WHAT IS EXPECTED: Each line of the material that mentions the word "prune" is to be copied.

PROVIDED ENTRIES:

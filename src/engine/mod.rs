//! The search engine: query orchestration and mode switching.
//!
//! [`SearchEngine`] owns the active embedding provider and mediates every
//! operation the transport layer exposes. Mode/provider state lives behind
//! a `RwLock`: searches take a non-blocking read claim and fail with
//! [`EngineError::Busy`] while a switch holds the write side, so a caller
//! never observes a half-switched provider.

use std::num::NonZeroUsize;
use std::sync::{Arc, Mutex};

use lru::LruCache;
use serde::{Deserialize, Serialize};
use thiserror::Error;
use tokio::sync::RwLock;
use tokio_util::sync::CancellationToken;

use crate::cache::{CacheError, EmbeddingCache, GenerationStatus};
use crate::config::Settings;
use crate::corpus::{Corpus, CorpusError};
use crate::device::{DeviceManager, DevicePreference};
use crate::provider::{
    DefaultProviderFactory, Embedding, EmbeddingProvider, ProviderError, ProviderFactory,
};
use crate::registry::{ModelRegistry, ModelSummary, RegistryError};

/// Errors surfaced by engine operations.
///
/// Registry/provider/cache kinds pass through losslessly so the boundary
/// layer can map "needs download" vs "not found" vs "retry later" to
/// distinct status signals.
#[derive(Debug, Error)]
pub enum EngineError {
    #[error("engine busy: {0}")]
    Busy(&'static str),

    #[error("invalid mode: {0}")]
    InvalidMode(String),

    #[error(transparent)]
    Provider(#[from] ProviderError),

    #[error(transparent)]
    Registry(#[from] RegistryError),

    #[error(transparent)]
    Cache(#[from] CacheError),

    #[error(transparent)]
    Corpus(#[from] CorpusError),
}

/// Result type for engine operations.
pub type Result<T> = std::result::Result<T, EngineError>;

/// Which embedding backend is active.
#[derive(Debug, Clone, PartialEq, Eq, Serialize, Deserialize)]
#[serde(tag = "mode", rename_all = "lowercase")]
pub enum Mode {
    /// Hosted embedding API.
    Remote,
    /// On-device model.
    Local {
        /// The active local model.
        model_id: String,
    },
}

/// Mode requested by a caller, before validation.
#[derive(Debug, Clone, Copy, PartialEq, Eq, Serialize, Deserialize)]
#[serde(rename_all = "lowercase")]
pub enum ModeKind {
    Remote,
    Local,
}

/// One ranked search hit.
#[derive(Debug, Clone, PartialEq, Serialize)]
pub struct SearchResult {
    /// Image identifier within the corpus.
    pub image_id: String,
    /// Cosine similarity against the query embedding.
    pub score: f32,
    /// 1-based position in the result list.
    pub rank: usize,
}

/// Mode/provider state guarded by the engine's lock.
struct EngineState {
    mode: Mode,
    provider: Arc<dyn EmbeddingProvider>,
    devices: DeviceManager,
}

/// Orchestrates query embedding, cache ranking, and backend switching.
pub struct SearchEngine {
    settings: Settings,
    registry: Arc<ModelRegistry>,
    cache: Arc<EmbeddingCache>,
    corpus: Arc<dyn Corpus>,
    factory: Arc<dyn ProviderFactory>,
    state: RwLock<EngineState>,
    /// Memo of query embeddings keyed by provider/model/query text.
    query_memo: Mutex<LruCache<String, Embedding>>,
}

impl SearchEngine {
    /// Creates an engine with production components, starting in remote
    /// mode.
    pub async fn new(settings: Settings, corpus: Arc<dyn Corpus>) -> Result<Self> {
        let registry = Arc::new(ModelRegistry::new(&settings.models, &settings.models_dir));
        let cache = Arc::new(EmbeddingCache::open(&settings.cache.db_path).await?);
        Self::with_components(
            settings,
            corpus,
            registry,
            cache,
            Arc::new(DefaultProviderFactory),
        )
    }

    /// Creates an engine from explicit components.
    ///
    /// Lets callers substitute the provider factory (alternate backends,
    /// tests) or share a registry/cache with other subsystems.
    pub fn with_components(
        settings: Settings,
        corpus: Arc<dyn Corpus>,
        registry: Arc<ModelRegistry>,
        cache: Arc<EmbeddingCache>,
        factory: Arc<dyn ProviderFactory>,
    ) -> Result<Self> {
        let provider = factory.remote(&settings.remote, &settings.retry, None)?;
        let memo_size = NonZeroUsize::new(settings.search.query_memo_size.max(1))
            .expect("memo size is at least 1");

        Ok(Self {
            settings,
            registry,
            cache,
            corpus,
            factory,
            state: RwLock::new(EngineState {
                mode: Mode::Remote,
                provider,
                devices: DeviceManager::new(),
            }),
            query_memo: Mutex::new(LruCache::new(memo_size)),
        })
    }

    /// Searches the cached corpus for the `k` images most similar to the
    /// text query.
    ///
    /// `api_key` overrides the configured remote credential for this call
    /// only; it is ignored in local mode. Fails with [`EngineError::Busy`]
    /// while a mode switch is in progress.
    pub async fn search(
        &self,
        query: &str,
        k: usize,
        api_key: Option<&str>,
    ) -> Result<Vec<SearchResult>> {
        let state = self
            .state
            .try_read()
            .map_err(|_| EngineError::Busy("mode switch in progress"))?;

        let provider: Arc<dyn EmbeddingProvider> = match (&state.mode, api_key) {
            (Mode::Remote, Some(key)) => {
                self.factory
                    .remote(&self.settings.remote, &self.settings.retry, Some(key))?
            }
            _ => state.provider.clone(),
        };

        let embedding = self.embed_query(provider.as_ref(), query).await?;
        let hits = self.cache.query(&embedding, k).await?;

        Ok(hits
            .into_iter()
            .enumerate()
            .map(|(i, (image_id, score))| SearchResult {
                image_id,
                score,
                rank: i + 1,
            })
            .collect())
    }

    async fn embed_query(
        &self,
        provider: &dyn EmbeddingProvider,
        query: &str,
    ) -> Result<Embedding> {
        let key = format!("{}:{}:{}", provider.name(), provider.model_id(), query);

        if let Some(hit) = self
            .query_memo
            .lock()
            .unwrap_or_else(|e| e.into_inner())
            .get(&key)
            .cloned()
        {
            return Ok(hit);
        }

        let embedding = provider.embed_text(query).await?;
        self.query_memo
            .lock()
            .unwrap_or_else(|e| e.into_inner())
            .put(key, embedding.clone());
        Ok(embedding)
    }

    /// The currently active mode.
    pub async fn get_mode(&self) -> Mode {
        self.state.read().await.mode.clone()
    }

    /// Switches the active embedding backend.
    ///
    /// Atomic: on success the new mode is active; on failure the engine is
    /// left in a consistent prior (or documented fallback) state, never
    /// half-switched. Rejected while cache generation is running, since
    /// generation pins the provider it started with.
    pub async fn set_mode(&self, mode: ModeKind, model_id: Option<&str>) -> Result<()> {
        match (mode, model_id) {
            (ModeKind::Remote, Some(_)) => Err(EngineError::InvalidMode(
                "a model id only applies to local mode".to_string(),
            )),
            (ModeKind::Local, None) => Err(EngineError::InvalidMode(
                "local mode requires a model id".to_string(),
            )),
            (ModeKind::Remote, None) => self.switch_remote().await,
            (ModeKind::Local, Some(id)) => self.switch_local(id).await,
        }
    }

    async fn switch_remote(&self) -> Result<()> {
        let mut state = self.state.write().await;
        // Checked under the lock: generation claims the job while holding
        // the read side, so a claim can never slip in past this point.
        if self.cache.job().is_running() {
            return Err(EngineError::Busy("cache generation in progress"));
        }
        if state.mode == Mode::Remote {
            return Ok(());
        }

        // Build the successor before tearing anything down; a failure here
        // leaves the current state untouched.
        let provider = self
            .factory
            .remote(&self.settings.remote, &self.settings.retry, None)?;

        let old = std::mem::replace(&mut state.provider, provider);
        state.devices.release(old);
        state.mode = Mode::Remote;
        tracing::info!("switched to remote mode");
        Ok(())
    }

    async fn switch_local(&self, model_id: &str) -> Result<()> {
        // Validate preconditions before touching engine state.
        let descriptor = self.registry.get(model_id)?.clone();
        if !self.registry.is_downloaded(model_id) {
            return Err(RegistryError::ModelNotDownloaded(model_id.to_string()).into());
        }

        let mut state = self.state.write().await;
        if self.cache.job().is_running() {
            return Err(EngineError::Busy("cache generation in progress"));
        }
        let prior_mode = state.mode.clone();

        // Only one local provider may occupy the device at a time, so a
        // prior local provider is released before the new one loads. A
        // remote placeholder keeps the state consistent on every exit path.
        if matches!(prior_mode, Mode::Local { .. }) {
            let placeholder = self
                .factory
                .remote(&self.settings.remote, &self.settings.retry, None)?;
            let old = std::mem::replace(&mut state.provider, placeholder);
            state.devices.release(old);
            state.mode = Mode::Remote;
        }

        let device = state.devices.acquire(DevicePreference::Auto);
        match self.factory.local(&descriptor, device) {
            Ok(provider) => {
                state.provider = provider;
                state.mode = Mode::Local {
                    model_id: model_id.to_string(),
                };
                tracing::info!(model_id, "switched to local mode");
                Ok(())
            }
            Err(error) => {
                state.devices.release(());
                if let Mode::Local {
                    model_id: prior_id,
                } = &prior_mode
                {
                    // The prior model's weights are still on disk; try to
                    // restore it, falling back to remote if that fails too.
                    let device = state.devices.acquire(DevicePreference::Auto);
                    match self
                        .registry
                        .get(prior_id)
                        .map_err(EngineError::from)
                        .and_then(|desc| {
                            self.factory.local(desc, device).map_err(EngineError::from)
                        }) {
                        Ok(provider) => {
                            state.provider = provider;
                            state.mode = prior_mode.clone();
                        }
                        Err(restore_error) => {
                            state.devices.release(());
                            tracing::warn!(
                                prior_model = %prior_id,
                                error = %restore_error,
                                "could not restore prior local model, staying in remote mode"
                            );
                        }
                    }
                }
                Err(error.into())
            }
        }
    }

    /// True iff at least one cache entry is fresh for the current corpus.
    pub async fn has_cache(&self) -> Result<bool> {
        Ok(self.cache.has_cache(self.corpus.as_ref()).await?)
    }

    /// Starts cache generation as a background job.
    ///
    /// Fire-and-forget: poll [`SearchEngine::generation_status`] for the
    /// outcome. Fails with [`EngineError::Busy`] when a pass is already
    /// running (single-flight, never queued).
    pub fn generate_cache(self: &Arc<Self>) -> Result<()> {
        // The job is claimed while the state read guard is held; the
        // switch paths re-check the claim under the write lock, so the
        // claim and the provider snapshot are always consistent with the
        // mode a caller observes.
        let state = self
            .state
            .try_read()
            .map_err(|_| EngineError::Busy("mode switch in progress"))?;
        if !self.cache.job().try_begin() {
            return Err(EngineError::Busy("cache generation in progress"));
        }
        let provider = state.provider.clone();
        drop(state);

        let engine = self.clone();
        let prune = self.settings.cache.prune_removed;
        tokio::spawn(async move {
            // Status and counters are recorded on the job; the task result
            // itself is observed through polling.
            let _ = engine
                .cache
                .run_claimed(provider, engine.corpus.as_ref(), prune)
                .await;
        });
        Ok(())
    }

    /// Observable status of the generation job.
    pub fn generation_status(&self) -> GenerationStatus {
        self.cache.job().status()
    }

    /// Requests cooperative cancellation of a running generation pass.
    pub fn cancel_generation(&self) {
        self.cache.job().request_cancel();
    }

    /// Catalog rows with their download state.
    pub fn list_models(&self) -> Vec<ModelSummary> {
        self.registry.summaries()
    }

    /// Whether a model's artifacts are on disk and verified.
    pub fn is_model_downloaded(&self, model_id: &str) -> bool {
        self.registry.is_downloaded(model_id)
    }

    /// Downloads a model's artifacts (blocking; idempotent per model id).
    pub async fn download_model(&self, model_id: &str) -> Result<()> {
        Ok(self
            .registry
            .download(model_id, &CancellationToken::new())
            .await?)
    }

    /// The registry backing this engine.
    pub fn registry(&self) -> &ModelRegistry {
        &self.registry
    }

    /// The cache backing this engine.
    pub fn cache(&self) -> &EmbeddingCache {
        &self.cache
    }
}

SOLVED EXERCISE:
        let prune = self.settings.cache.prune_removed;
                .run_claimed(provider, engine.corpus.as_ref(), prune)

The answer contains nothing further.